Dominique Santoni, présidente du Département de Vaucluse, PDG de Citadis, vient de lancer un important audit pour clarifier sa situation et envisager toutes les solutions possibles pour l’avenir de cette structure, voire sa disparition ou la fusion de ses services dans une autre structure, la société publique d’Aménagement Territoire Vaucluse. La ville d’Avignon, le Grand Avignon et la Banque des territoires s’associent dans cette mission financière et juridique « sur les conditions de maintien de la viabilité économique de Citadis » avec la possibilité, pour les actionnaires, de retirer leurs billes.
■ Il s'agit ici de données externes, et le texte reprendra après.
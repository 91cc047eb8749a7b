//! Typed client for the PeopleSoft mobile course catalog at
//! `psmobile.pitt.edu`.
//!
//! Queries come in three granularities, each a narrower slice of the
//! catalog for one term:
//!
//! - [`get_term_courses`]: every course a subject offers
//! - [`get_course_sections`]: every scheduled section of one course
//! - [`get_section_details`]: a single section looked up by class number
//!
//! Inputs are validated before anything touches the network: subjects
//! against the catalog's subject table, terms against the term-code
//! pattern, course numbers zero-padded to the four digits the catalog
//! stores. Each query primes a CSRF-guarded search session, submits the
//! form, and walks the returned markup into [`Subject`], [`Course`], and
//! [`Section`] values.
//!
//! ```no_run
//! let subject = psmobile::get_term_courses("2194", "CS")?;
//! for number in subject.courses() {
//!     println!("CS {number}");
//! }
//!
//! let mut section = psmobile::get_section_details("2194", "27815")?;
//! let details = section.fetch_extra_details()?;
//! println!("{}", details.description);
//! # Ok::<(), psmobile::CatalogError>(())
//! ```

mod error;
mod extract;
mod fields;
mod models;
mod session;
mod subjects;
mod validate;

pub use error::{CatalogError, Result};
pub use models::{Course, DateRange, ExtraDetails, Section, Subject, TimeRange};

use scraper::Html;
use tracing::debug;

use session::{ClassSearch, Filters};

/// Fetch every course a subject offers in a term, with all scheduled
/// sections grouped under each course.
pub fn get_term_courses(term: &str, subject: &str) -> Result<Subject> {
    let term = validate::validate_term(term)?;
    let subject = validate::validate_subject(subject)?;
    debug!(term, subject, "requesting term courses");

    let filters = Filters {
        subject: subject.clone(),
        ..Filters::default()
    };
    let page = ClassSearch::open(&term, &filters)?.submit()?;

    let mut results = Subject::new(term, subject);
    extract::parse_subject(&Html::parse_document(&page), &mut results)?;
    Ok(results)
}

/// Fetch every scheduled section of one course in a term.
pub fn get_course_sections(term: &str, subject: &str, course: &str) -> Result<Course> {
    let term = validate::validate_term(term)?;
    let subject = validate::validate_subject(subject)?;
    let course = validate::validate_course_number(course)?;
    debug!(term, subject, course, "requesting course sections");

    let filters = Filters {
        subject: subject.clone(),
        course: course.clone(),
        ..Filters::default()
    };
    let page = ClassSearch::open(&term, &filters)?.submit()?;

    let mut results = Course::standalone(term, subject, course);
    extract::parse_course(&Html::parse_document(&page), &mut results)?;
    Ok(results)
}

/// Fetch a single section by its 5-digit class number. The number is passed
/// through to the catalog untouched; only the term is validated.
pub fn get_section_details(term: &str, section_number: &str) -> Result<Section> {
    let term = validate::validate_term(term)?;
    debug!(term, section_number, "requesting section details");

    let filters = Filters {
        section: section_number.to_string(),
        ..Filters::default()
    };
    let page = ClassSearch::open(&term, &filters)?.submit()?;

    extract::parse_section(&Html::parse_document(&page), term)
}
//! Input validation for the three query parameters.
//!
//! All checks run before any network call, so a bad subject, term, or course
//! number fails fast with a typed error instead of an empty results page.

use std::sync::LazyLock;

use regex::Regex;

use crate::error::{CatalogError, Result};
use crate::subjects;

/// Uppercase `subject` and check it against the subject whitelist.
///
/// `"cs"` -> `"CS"`, `"Math"` -> `"MATH"`.
pub(crate) fn validate_subject(subject: &str) -> Result<String> {
    let subject = subject.to_uppercase();
    if subjects::is_valid(&subject) {
        Ok(subject)
    } else {
        Err(CatalogError::InvalidSubject(subject))
    }
}

/// Check that `term` is a 4-character catalog term code.
///
/// Term codes start with the century digit `2`, carry two year digits, and
/// end in a session digit: 1 (fall), 4 (spring), or 7 (summer). `"2194"` is
/// valid; `"2190"`, `"219"`, and `"21941"` are not.
pub(crate) fn validate_term(term: &str) -> Result<String> {
    static TERM_PATTERN: LazyLock<Regex> =
        LazyLock::new(|| Regex::new(r"^2\d{2}[147]$").unwrap());

    if TERM_PATTERN.is_match(term) {
        Ok(term.to_string())
    } else {
        Err(CatalogError::InvalidTerm(term.to_string()))
    }
}

/// Normalize `course` to the 4-character course-number form.
///
/// Shorter values are left-padded with zeros (`"5"` -> `"0005"`, `"101"` ->
/// `"0101"`); anything longer than 4 characters is rejected.
pub(crate) fn validate_course_number(course: &str) -> Result<String> {
    if course.len() > 4 {
        return Err(CatalogError::InvalidCourseNumber(course.to_string()));
    }
    Ok(zero_pad(course))
}

/// Left-pad a course number with zeros to 4 characters. Longer values pass
/// through unchanged; rejecting them is [`validate_course_number`]'s job.
pub(crate) fn zero_pad(course: &str) -> String {
    format!("{course:0>4}")
}

#[cfg(test)]
mod tests {
    use super::*;

    #[test]
    fn subject_uppercased() {
        assert_eq!(validate_subject("cs").unwrap(), "CS");
        assert_eq!(validate_subject("Math").unwrap(), "MATH");
        assert_eq!(validate_subject("CHEM").unwrap(), "CHEM");
    }

    #[test]
    fn subject_unknown() {
        assert!(matches!(
            validate_subject("BOGUS"),
            Err(CatalogError::InvalidSubject(s)) if s == "BOGUS"
        ));
    }

    #[test]
    fn subject_empty() {
        assert!(matches!(
            validate_subject(""),
            Err(CatalogError::InvalidSubject(_))
        ));
    }

    #[test]
    fn term_valid_sessions() {
        assert_eq!(validate_term("2194").unwrap(), "2194");
        assert_eq!(validate_term("2201").unwrap(), "2201");
        assert_eq!(validate_term("2187").unwrap(), "2187");
    }

    #[test]
    fn term_bad_session_digit() {
        assert!(matches!(
            validate_term("2190"),
            Err(CatalogError::InvalidTerm(_))
        ));
        assert!(matches!(
            validate_term("2195"),
            Err(CatalogError::InvalidTerm(_))
        ));
    }

    #[test]
    fn term_wrong_length() {
        // A valid code with trailing garbage is not a term code.
        assert!(matches!(
            validate_term("21941"),
            Err(CatalogError::InvalidTerm(_))
        ));
        assert!(matches!(
            validate_term("219"),
            Err(CatalogError::InvalidTerm(_))
        ));
    }

    #[test]
    fn term_wrong_century() {
        assert!(matches!(
            validate_term("1194"),
            Err(CatalogError::InvalidTerm(_))
        ));
    }

    #[test]
    fn term_non_numeric() {
        assert!(matches!(
            validate_term("2a94"),
            Err(CatalogError::InvalidTerm(_))
        ));
        assert!(matches!(
            validate_term("fall"),
            Err(CatalogError::InvalidTerm(_))
        ));
    }

    #[test]
    fn course_number_padded() {
        assert_eq!(validate_course_number("5").unwrap(), "0005");
        assert_eq!(validate_course_number("101").unwrap(), "0101");
        assert_eq!(validate_course_number("1020").unwrap(), "1020");
    }

    #[test]
    fn course_number_too_long() {
        assert!(matches!(
            validate_course_number("12345"),
            Err(CatalogError::InvalidCourseNumber(s)) if s == "12345"
        ));
    }

    #[test]
    fn course_number_empty_pads_to_zeros() {
        assert_eq!(validate_course_number("").unwrap(), "0000");
    }

    #[test]
    fn zero_pad_leaves_long_values() {
        assert_eq!(zero_pad("12345"), "12345");
    }
}
#[cfg(test)]
mod tests {
    use super::*;

    fn sample_dates() -> DateRange {
        DateRange {
            start: NaiveDate::from_ymd_opt(2019, 8, 26).unwrap(),
            end: NaiveDate::from_ymd_opt(2019, 12, 6).unwrap(),
        }
    }

    fn sample_section(origin: SectionOrigin) -> Section {
        Section {
            section: "1030".to_string(),
            section_type: "LEC".to_string(),
            number: "27815".to_string(),
            days: Some(vec!["Mo".to_string(), "We".to_string()]),
            times: Some(TimeRange {
                start: "3:00PM".to_string(),
                end: "4:15PM".to_string(),
            }),
            room: "205 LAWRN".to_string(),
            instructor: "Ramirez, Johnathan".to_string(),
            dates: sample_dates(),
            url: "https://example.edu/section/27815".to_string(),
            origin,
            extra: None,
        }
    }

    fn sample_subject() -> Subject {
        let mut subject = Subject::new("2194".to_string(), "CS".to_string());
        for number in ["0007", "0401"] {
            let course = subject.entry(number);
            let origin = SectionOrigin::Course(course.scope_arc());
            course.push(sample_section(origin));
        }
        subject
    }

    #[test]
    fn attached_section_resolves_through_parents() {
        let subject = sample_subject();
        let course = subject.course("0007").unwrap();
        let section = &course.sections()[0];
        assert_eq!(section.term(), "2194");
        assert_eq!(section.subject(), Some("CS"));
        assert_eq!(section.course_number(), Some("0007"));
    }

    #[test]
    fn standalone_section_backref_fill() {
        let mut section = sample_section(SectionOrigin::Standalone {
            term: "2194".to_string(),
            subject: None,
            course_number: None,
        });
        assert_eq!(section.subject(), None);
        assert_eq!(section.course_number(), None);

        section.set_backrefs("CS".to_string(), "0007".to_string());
        assert_eq!(section.term(), "2194");
        assert_eq!(section.subject(), Some("CS"));
        assert_eq!(section.course_number(), Some("0007"));
    }

    #[test]
    fn standalone_course_carries_direct_values() {
        let course = Course::standalone(
            "2201".to_string(),
            "MATH".to_string(),
            "0220".to_string(),
        );
        assert_eq!(course.term(), "2201");
        assert_eq!(course.subject(), "MATH");
        assert_eq!(course.number(), "0220");
    }

    #[test]
    fn course_lookup_pads_input() {
        let subject = sample_subject();
        assert_eq!(subject.course("7").unwrap().number(), "0007");
        assert_eq!(subject.course("401").unwrap().number(), "0401");
    }

    #[test]
    fn course_lookup_missing() {
        let subject = sample_subject();
        assert!(matches!(
            subject.course("9999"),
            Err(CatalogError::CourseNotFound { subject, number })
                if subject == "CS" && number == "9999"
        ));
    }

    #[test]
    fn course_lookup_invalid_number() {
        let subject = sample_subject();
        assert!(matches!(
            subject.course("12345"),
            Err(CatalogError::InvalidCourseNumber(_))
        ));
    }

    #[test]
    fn subject_round_trip_keys_match_courses() {
        let subject = sample_subject();
        let value = subject.to_value(false);
        let map = value.as_object().unwrap();

        let keys: Vec<&str> = map.keys().map(String::as_str).collect();
        assert_eq!(keys, subject.courses());

        for number in subject.courses() {
            assert_eq!(map[number], subject.course(number).unwrap().to_value(false));
        }
    }

    #[test]
    fn section_value_key_order() {
        let subject = sample_subject();
        let value = subject.course("0007").unwrap().to_value(false);
        let sections = value.as_array().unwrap();
        assert_eq!(sections.len(), 1);

        let keys: Vec<&str> = sections[0]
            .as_object()
            .unwrap()
            .keys()
            .map(String::as_str)
            .collect();
        assert_eq!(
            keys,
            [
                "subject",
                "term",
                "days",
                "times",
                "room",
                "instructor",
                "start_date",
                "end_date",
                "section",
                "section_type",
                "number"
            ]
        );
    }

    #[test]
    fn section_value_fields() {
        let subject = sample_subject();
        let value = subject.course("0007").unwrap().to_value(false);
        let section = &value.as_array().unwrap()[0];

        assert_eq!(section["subject"], "CS");
        assert_eq!(section["term"], "2194");
        assert_eq!(section["days"], json!(["Mo", "We"]));
        assert_eq!(section["times"], json!(["3:00PM", "4:15PM"]));
        assert_eq!(section["start_date"], "2019-08-26");
        assert_eq!(section["end_date"], "2019-12-06");
        assert_eq!(section["number"], "27815");
    }

    #[test]
    fn tba_section_serializes_nulls() {
        let mut section = sample_section(SectionOrigin::Standalone {
            term: "2194".to_string(),
            subject: Some("CS".to_string()),
            course_number: Some("0007".to_string()),
        });
        section.days = None;
        section.times = None;

        let value = section.to_value(false);
        assert_eq!(value["days"], Value::Null);
        assert_eq!(value["times"], Value::Null);
    }

    #[test]
    fn extra_included_only_when_cached_and_requested() {
        let mut section = sample_section(SectionOrigin::Standalone {
            term: "2194".to_string(),
            subject: Some("CS".to_string()),
            course_number: Some("0007".to_string()),
        });

        // Not cached: include_extra is a no-op.
        assert!(section.to_value(true).get("extra").is_none());

        section.extra = Some(ExtraDetails {
            units: "3 units".to_string(),
            description: "Introductory programming.".to_string(),
            prerequisites: "None".to_string(),
            class_attributes: None,
        });
        assert!(section.to_value(false).get("extra").is_none());

        let value = section.to_value(true);
        assert_eq!(value["extra"]["units"], "3 units");
        assert!(value["extra"].get("class_attributes").is_none());
    }

    #[test]
    fn cached_extra_details_skip_the_network() {
        let mut section = sample_section(SectionOrigin::Standalone {
            term: "2194".to_string(),
            subject: Some("CS".to_string()),
            course_number: Some("0007".to_string()),
        });
        // An unroutable URL: any fetch attempt would error out.
        section.url = "http://127.0.0.1:1/detail".to_string();
        section.extra = Some(ExtraDetails {
            units: "3 units".to_string(),
            description: "Cached.".to_string(),
            prerequisites: "None".to_string(),
            class_attributes: Some("Online".to_string()),
        });

        let details = section.fetch_extra_details().unwrap();
        assert_eq!(details.description, "Cached.");
        assert_eq!(details.class_attributes.as_deref(), Some("Online"));
    }

    #[test]
    fn display_formats() {
        let subject = sample_subject();
        assert_eq!(subject.to_string(), "< Subject | 2194 | CS | 2 courses >");
        assert_eq!(
            subject.course("0007").unwrap().to_string(),
            "< Course | 2194 | CS 0007 >"
        );
        let section = &subject.course("0007").unwrap().sections()[0];
        assert_eq!(
            section.to_string(),
            "< Section | CS 0007 | LEC 27815 | Ramirez, Johnathan >"
        );
    }
}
Un requiem ?
Structure bien née
Cet outil fut créé par deux élus visionnaires, Henri Duffaut, maire d’Avignon et Jean Garcin, président du Conseil général, rassemblés pour doter le territoire d’un bras armé pour son aménagement. Premier chantier, la transformation du vétuste quartier de Balance avec la création de ses immeubles haut de gamme devant le Palais des Papes. Puis, toutes les grandes infrastructures comme la rocade d’Avignon, le pont de l’Europe, le parc des expositions d’Avignon, la zone d’activités de Courtine, la caserne des pompiers de Fontcouverte, la gare routière d’Avignon, la réalisation de la percée Favard, la rénovation de l’habitat insalubre de la rue Philonarde en Avignon, la destruction des barres de Champfleury, Agroparc…
Quand les deux hommes quittèrent la vie politique, des dissensions entre politiciens de la Ville et du Département ont mis la structure à mal. Cette société n’a survécu qu’en prenant de l’autonomie et l’ascendant sur ses élus réunis dans un conseil d’administration divisé. Mais générant une gestion posant beaucoup de questions sans réponses. La SEM compte, aujourd’hui, comme actionnaires la ville d’Avignon (29,05 %), le Département (28,12 %) et la Caisse des Dépôts et Consignations (23,43 %).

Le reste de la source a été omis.